(Work order):
Check every line of the data below for "exactly". Copy each one that has it.

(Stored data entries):
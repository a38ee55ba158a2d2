//! Journaled token ledger backing every capability the engine talks to.
//!
//! All balances and allowances live here. Each mutation pushes an undo record so a
//! checkpoint can be rolled back exactly, which is what gives a [`Runtime`] unit of
//! execution its all-or-nothing behaviour.
//!
//! [`Runtime`]: super::Runtime

use std::collections::HashMap;

use solana_sdk::clock::UnixTimestamp;
use solana_sdk::pubkey::Pubkey;
use tracing::trace;

use super::events::LedgerEvent;
use crate::shared::errors::{ExecutionResult, TokenError};

type BalanceKey = (Pubkey, Pubkey);
type AllowanceKey = (Pubkey, Pubkey, Pubkey);

#[derive(Debug, Clone)]
enum JournalEntry {
    Balance {
        key: BalanceKey,
        previous: Option<u64>,
    },
    Allowance {
        key: AllowanceKey,
        previous: Option<u64>,
    },
}

/// Marker returned by [`Ledger::checkpoint`]
#[derive(Debug, Clone, Copy, PartialEq, Eq)]
pub struct Checkpoint {
    journal_len: usize,
    events_len: usize,
    depth: usize,
}

#[derive(Debug, Default)]
pub struct Ledger {
    balances: HashMap<BalanceKey, u64>,
    allowances: HashMap<AllowanceKey, u64>,
    events: Vec<LedgerEvent>,
    journal: Vec<JournalEntry>,
    depth: usize,
    clock: UnixTimestamp,
}

impl Ledger {
    pub fn new(clock: UnixTimestamp) -> Self {
        Self {
            clock,
            ..Self::default()
        }
    }

    // === Clock ===

    /// Current time of the execution environment
    pub fn now(&self) -> UnixTimestamp {
        self.clock
    }

    pub fn set_clock(&mut self, clock: UnixTimestamp) {
        self.clock = clock;
    }

    pub fn advance_clock(&mut self, seconds: i64) {
        self.clock = self.clock.saturating_add(seconds);
    }

    // === Token capability ===

    pub fn balance_of(&self, token: &Pubkey, owner: &Pubkey) -> u64 {
        self.balances.get(&(*token, *owner)).copied().unwrap_or(0)
    }

    pub fn allowance(&self, token: &Pubkey, owner: &Pubkey, spender: &Pubkey) -> u64 {
        self.allowances
            .get(&(*token, *owner, *spender))
            .copied()
            .unwrap_or(0)
    }

    /// Create `amount` of `token` out of thin air. Only used to seed state.
    pub fn mint(&mut self, token: &Pubkey, to: &Pubkey, amount: u64) -> ExecutionResult<()> {
        let balance = self.balance_of(token, to);
        let updated = balance.checked_add(amount).ok_or(TokenError::BalanceOverflow {
            token: *token,
            owner: *to,
        })?;
        self.write_balance(*token, *to, updated);
        Ok(())
    }

    /// Set the allowance of `spender` over `owner`'s tokens to exactly `amount`.
    pub fn approve(
        &mut self,
        token: &Pubkey,
        owner: &Pubkey,
        spender: &Pubkey,
        amount: u64,
    ) -> ExecutionResult<()> {
        self.write_allowance(*token, *owner, *spender, amount);
        self.emit(LedgerEvent::Approval {
            token: *token,
            owner: *owner,
            spender: *spender,
            amount,
        });
        Ok(())
    }

    pub fn transfer(
        &mut self,
        token: &Pubkey,
        from: &Pubkey,
        to: &Pubkey,
        amount: u64,
    ) -> ExecutionResult<()> {
        let from_balance = self.balance_of(token, from);
        if from_balance < amount {
            return Err(TokenError::InsufficientBalance {
                token: *token,
                owner: *from,
                required: amount,
                available: from_balance,
            }
            .into());
        }
        if from != to {
            let to_balance = self.balance_of(token, to);
            let credited = to_balance.checked_add(amount).ok_or(TokenError::BalanceOverflow {
                token: *token,
                owner: *to,
            })?;
            self.write_balance(*token, *from, from_balance - amount);
            self.write_balance(*token, *to, credited);
        }
        self.emit(LedgerEvent::Transfer {
            token: *token,
            from: *from,
            to: *to,
            amount,
        });
        Ok(())
    }

    /// Move `amount` from `from` to `to` on behalf of `spender`, consuming allowance.
    pub fn transfer_from(
        &mut self,
        token: &Pubkey,
        spender: &Pubkey,
        from: &Pubkey,
        to: &Pubkey,
        amount: u64,
    ) -> ExecutionResult<()> {
        let allowed = self.allowance(token, from, spender);
        if allowed < amount {
            return Err(TokenError::InsufficientAllowance {
                token: *token,
                owner: *from,
                spender: *spender,
                required: amount,
                available: allowed,
            }
            .into());
        }
        self.transfer(token, from, to, amount)?;
        self.write_allowance(*token, *from, *spender, allowed - amount);
        Ok(())
    }

    // === Events ===

    pub fn emit(&mut self, event: LedgerEvent) {
        trace!(event = event.name(), "ledger event");
        self.events.push(event);
    }

    pub fn events(&self) -> &[LedgerEvent] {
        &self.events
    }

    /// Events recorded since `checkpoint` was taken
    pub fn events_since(&self, checkpoint: &Checkpoint) -> &[LedgerEvent] {
        &self.events[checkpoint.events_len.min(self.events.len())..]
    }

    // === Journal ===

    pub fn checkpoint(&mut self) -> Checkpoint {
        self.depth += 1;
        Checkpoint {
            journal_len: self.journal.len(),
            events_len: self.events.len(),
            depth: self.depth,
        }
    }

    /// Keep everything done since `checkpoint`. Undo records are only dropped once the
    /// outermost checkpoint commits, so an enclosing checkpoint can still revert.
    pub fn commit(&mut self, checkpoint: Checkpoint) {
        debug_assert_eq!(checkpoint.depth, self.depth, "checkpoints must close in order");
        self.depth = checkpoint.depth - 1;
        if self.depth == 0 {
            self.journal.clear();
        }
    }

    /// Undo every balance, allowance and event change made since `checkpoint`.
    pub fn revert_to(&mut self, checkpoint: Checkpoint) {
        debug_assert_eq!(checkpoint.depth, self.depth, "checkpoints must close in order");
        while self.journal.len() > checkpoint.journal_len {
            match self.journal.pop() {
                Some(JournalEntry::Balance { key, previous }) => match previous {
                    Some(value) => {
                        self.balances.insert(key, value);
                    }
                    None => {
                        self.balances.remove(&key);
                    }
                },
                Some(JournalEntry::Allowance { key, previous }) => match previous {
                    Some(value) => {
                        self.allowances.insert(key, value);
                    }
                    None => {
                        self.allowances.remove(&key);
                    }
                },
                None => break,
            }
        }
        self.events.truncate(checkpoint.events_len);
        self.depth = checkpoint.depth - 1;
    }

    fn write_balance(&mut self, token: Pubkey, owner: Pubkey, value: u64) {
        let key = (token, owner);
        let previous = self.balances.insert(key, value);
        if self.depth > 0 {
            self.journal.push(JournalEntry::Balance { key, previous });
        }
    }

    fn write_allowance(&mut self, token: Pubkey, owner: Pubkey, spender: Pubkey, value: u64) {
        let key = (token, owner, spender);
        let previous = self.allowances.insert(key, value);
        if self.depth > 0 {
            self.journal.push(JournalEntry::Allowance { key, previous });
        }
    }
}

(Answer to the problem):
//! checkpoint can be rolled back exactly, which is what gives a [`Runtime`] unit of
    /// Set the allowance of `spender` over `owner`'s tokens to exactly `amount`.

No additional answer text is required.